Abstract

On October 29, 2015, the United Kingdom's regulations on mitochondrial donation (UK 2015 Regulations) came into force.1 This amendment to the UK Human Fertilisation and Embryology Act (the ‘HFE Act’) allows the use of mitochondrial donation techniques as part of in vitro fertilization (IVF) treatments. Mitochondrial replacement therapies (MRT) aim at preventing the transmission of mitochondrial disease from a mother to her genetically related children. In the USA, the use of MRT falls under the oversight of the US Food and Drug Administration (FDA), and its approval, which would require clinical trials under an investigational new drug application, has been currently halted through a rider included in the 2016 Congressional Appropriations Act.2 This note discusses the UK regulatory framework for MRT and compares it to the US landscape.
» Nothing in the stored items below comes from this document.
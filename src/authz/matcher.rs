use std::collections::{BTreeSet, HashSet};
use std::time::Duration;

use chrono::{DateTime, Utc};

use crate::authz::errors::AuthzError;
use crate::authz::store::{bounded, PolicyStore};
use crate::authz::types::*;

#[derive(Debug, Clone, PartialEq, Eq)]
pub enum Source {
    Override,
    Role(RoleId),
}

/// A permission that may decide a request, with where it came from.
#[derive(Debug, Clone, PartialEq)]
pub struct Candidate {
    pub permission: Permission,
    pub effect: Effect,
    pub source: Source,
}

impl Candidate {
    fn sort_key(&self) -> (bool, u8, u8, &str) {
        let source_rank = match self.source {
            Source::Override => 0,
            Source::Role(_) => 1,
        };
        (
            self.permission.is_wildcard(),
            self.permission.scope.breadth(),
            source_rank,
            self.permission.id.as_str(),
        )
    }
}

/// Ordered candidates for one request, and the earliest instant at which one
/// of the subject's active overrides lapses.
#[derive(Debug, Clone, PartialEq)]
pub struct Matched {
    pub candidates: Vec<Candidate>,
    pub valid_until: Option<DateTime<Utc>>,
}

/// The request a set of candidates is matched against.
#[derive(Debug, Clone, Copy)]
pub struct Target<'r> {
    pub resource: &'r str,
    pub action: &'r str,
    pub scope: Scope,
}

pub struct PermissionMatcher<'a> {
    store: &'a dyn PolicyStore,
    timeout: Duration,
}

impl<'a> PermissionMatcher<'a> {
    pub fn new(store: &'a dyn PolicyStore, timeout: Duration) -> Self {
        Self { store, timeout }
    }

    /// Fetch bindings of `roles` and the subject's overrides, then order the
    /// ones applicable to `target`. A decision built from them stops holding
    /// once any override lapses, so the result carries that bound.
    pub async fn match_candidates(
        &self,
        roles: &BTreeSet<RoleId>,
        subject: &str,
        target: Target<'_>,
        now: DateTime<Utc>,
    ) -> Result<Matched, AuthzError> {
        let (grants, overrides) = tokio::try_join!(
            bounded(
                self.timeout,
                "get_role_permissions",
                self.store.get_role_permissions(roles)
            ),
            bounded(
                self.timeout,
                "get_overrides",
                self.store.get_overrides(subject, now)
            ),
        )?;

        let overrides: Vec<OverrideGrant> = overrides
            .into_iter()
            .filter(|o| o.entry.is_active_at(now))
            .collect();
        let valid_until = overrides
            .iter()
            .filter_map(|o| o.entry.valid_until)
            .min();

        Ok(Matched {
            candidates: order_candidates(grants, overrides, target),
            valid_until,
        })
    }
}

/// Keep the grants that apply to `target` and put them in evaluation order:
/// exact resources before `"*"`, narrowest scope first, overrides before
/// role bindings, then permission id. A permission reached through several
/// roles with the same effect appears once.
pub fn order_candidates(
    grants: Vec<RoleGrant>,
    overrides: Vec<OverrideGrant>,
    target: Target<'_>,
) -> Vec<Candidate> {
    let applies = |p: &Permission| {
        p.matches(target.resource, target.action) && p.scope.covers(target.scope)
    };

    let mut candidates: Vec<Candidate> = overrides
        .into_iter()
        .filter(|o| applies(&o.permission))
        .map(|o| Candidate {
            effect: o.entry.effect,
            permission: o.permission,
            source: Source::Override,
        })
        .chain(
            grants
                .into_iter()
                .filter(|g| applies(&g.permission))
                .map(|g| Candidate {
                    effect: g.effect,
                    permission: g.permission,
                    source: Source::Role(g.role_id),
                }),
        )
        .collect();

    candidates.sort_by(|a, b| a.sort_key().cmp(&b.sort_key()));

    let mut seen: HashSet<(PermissionId, Effect, bool)> = HashSet::new();
    candidates.retain(|c| {
        seen.insert((
            c.permission.id.clone(),
            c.effect,
            matches!(c.source, Source::Override),
        ))
    });
    candidates
}

#[cfg(test)]
mod tests {
    use super::*;
    use crate::authz::store::MemoryPolicyStore;

    fn perm(id: &str, resource: &str, action: &str, scope: Scope) -> Permission {
        Permission {
            id: id.into(),
            resource: resource.into(),
            action: action.into(),
            scope,
            conditions: None,
        }
    }

    fn grant(role: &str, permission: Permission, effect: Effect) -> RoleGrant {
        RoleGrant {
            role_id: role.into(),
            effect,
            permission,
        }
    }

    fn override_of(permission: Permission, effect: Effect) -> OverrideGrant {
        OverrideGrant {
            entry: SubjectPermissionOverride {
                subject_id: "u1".into(),
                permission_id: permission.id.clone(),
                effect,
                valid_from: None,
                valid_until: None,
            },
            permission,
        }
    }

    const BATCH_SUBMIT_ORG: Target<'static> = Target {
        resource: "batch",
        action: "submit",
        scope: Scope::Organization,
    };

    #[test]
    fn test_filters_by_resource_action_and_scope() {
        let grants = vec![
            grant("r", perm("p-org", "batch", "submit", Scope::Organization), Effect::Allow),
            grant("r", perm("p-read", "batch", "read", Scope::Global), Effect::Allow),
            grant("r", perm("p-chan", "batch", "submit", Scope::Channel), Effect::Allow),
            grant("r", perm("p-other", "ledger", "submit", Scope::Global), Effect::Allow),
        ];
        let ids: Vec<_> = order_candidates(grants, vec![], BATCH_SUBMIT_ORG)
            .into_iter()
            .map(|c| c.permission.id)
            .collect();
        assert_eq!(ids, vec!["p-org"]);
    }

    #[test]
    fn test_order_narrowest_override_wildcard_last() {
        let grants = vec![
            grant("r", perm("p-star", "*", "submit", Scope::Organization), Effect::Allow),
            grant("r", perm("p-global", "batch", "submit", Scope::Global), Effect::Allow),
            grant("r", perm("p-org", "batch", "submit", Scope::Organization), Effect::Allow),
        ];
        let overrides = vec![override_of(
            perm("o-org", "batch", "submit", Scope::Organization),
            Effect::Deny,
        )];

        let ordered = order_candidates(grants, overrides, BATCH_SUBMIT_ORG);
        let ids: Vec<_> = ordered.iter().map(|c| c.permission.id.as_str()).collect();
        assert_eq!(ids, vec!["o-org", "p-org", "p-global", "p-star"]);
        assert_eq!(ordered[0].source, Source::Override);
    }

    #[test]
    fn test_same_permission_through_two_roles_deduplicated() {
        let p = perm("p", "batch", "submit", Scope::Global);
        let grants = vec![
            grant("viewer", p.clone(), Effect::Allow),
            grant("operator", p.clone(), Effect::Allow),
            grant("auditor", p, Effect::Deny),
        ];
        let ordered = order_candidates(grants, vec![], BATCH_SUBMIT_ORG);
        assert_eq!(ordered.len(), 2);
    }

    #[tokio::test]
    async fn test_match_candidates_reads_store() {
        let store = MemoryPolicyStore::new();
        store.insert_permission(perm("p", "batch", "submit", Scope::Organization));
        store.insert_permission(perm("d", "batch", "submit", Scope::Organization));
        store.bind("operator", "p", Effect::Allow).unwrap();
        store.add_override(SubjectPermissionOverride {
            subject_id: "u1".into(),
            permission_id: "d".into(),
            effect: Effect::Deny,
            valid_from: None,
            valid_until: None,
        });

        let roles = BTreeSet::from(["operator".to_string()]);
        let matcher = PermissionMatcher::new(&store, Duration::from_secs(1));
        let matched = matcher
            .match_candidates(&roles, "u1", BATCH_SUBMIT_ORG, Utc::now())
            .await
            .unwrap();
        assert_eq!(matched.valid_until, None);
        let ordered = matched.candidates;
        assert_eq!(ordered.len(), 2);
        assert_eq!(ordered[0].permission.id, "d");
        assert_eq!(ordered[0].effect, Effect::Deny);
        assert_eq!(ordered[1].source, Source::Role("operator".into()));
    }

    #[tokio::test]
    async fn test_match_candidates_reports_earliest_override_lapse() {
        let now = Utc::now();
        let soon = now + chrono::Duration::minutes(5);
        let later = now + chrono::Duration::hours(1);

        let store = MemoryPolicyStore::new();
        store.insert_permission(perm("p", "batch", "submit", Scope::Organization));
        store.insert_permission(perm("q", "report", "read", Scope::Organization));
        store.add_override(SubjectPermissionOverride {
            subject_id: "u1".into(),
            permission_id: "p".into(),
            effect: Effect::Allow,
            valid_from: None,
            valid_until: Some(later),
        });
        // lapses first even though it does not apply to the target
        store.add_override(SubjectPermissionOverride {
            subject_id: "u1".into(),
            permission_id: "q".into(),
            effect: Effect::Deny,
            valid_from: None,
            valid_until: Some(soon),
        });
        // already lapsed
        store.add_override(SubjectPermissionOverride {
            subject_id: "u1".into(),
            permission_id: "p".into(),
            effect: Effect::Deny,
            valid_from: None,
            valid_until: Some(now - chrono::Duration::minutes(1)),
        });

        let matched = PermissionMatcher::new(&store, Duration::from_secs(1))
            .match_candidates(&BTreeSet::new(), "u1", BATCH_SUBMIT_ORG, now)
            .await
            .unwrap();
        assert_eq!(matched.candidates.len(), 1);
        assert_eq!(matched.candidates[0].effect, Effect::Allow);
        assert_eq!(matched.valid_until, Some(soon));
    }
}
It focuses on the regulatory and ethical discussions in both countries to find some lessons for debates about editing human germ cells.3 The first section introduces some biological characteristics of mitochondria and their implications for mitochondrial diseases, medical interventions and ethical and regulatory questions. The second section discusses the regulatory pathway leading to the adoption of the UK 2015 regulations and the main features of the approved text. The third section considers the current regulatory landscape in the USA. The fourth section discusses some regulatory and bioethical questions raised by MRT.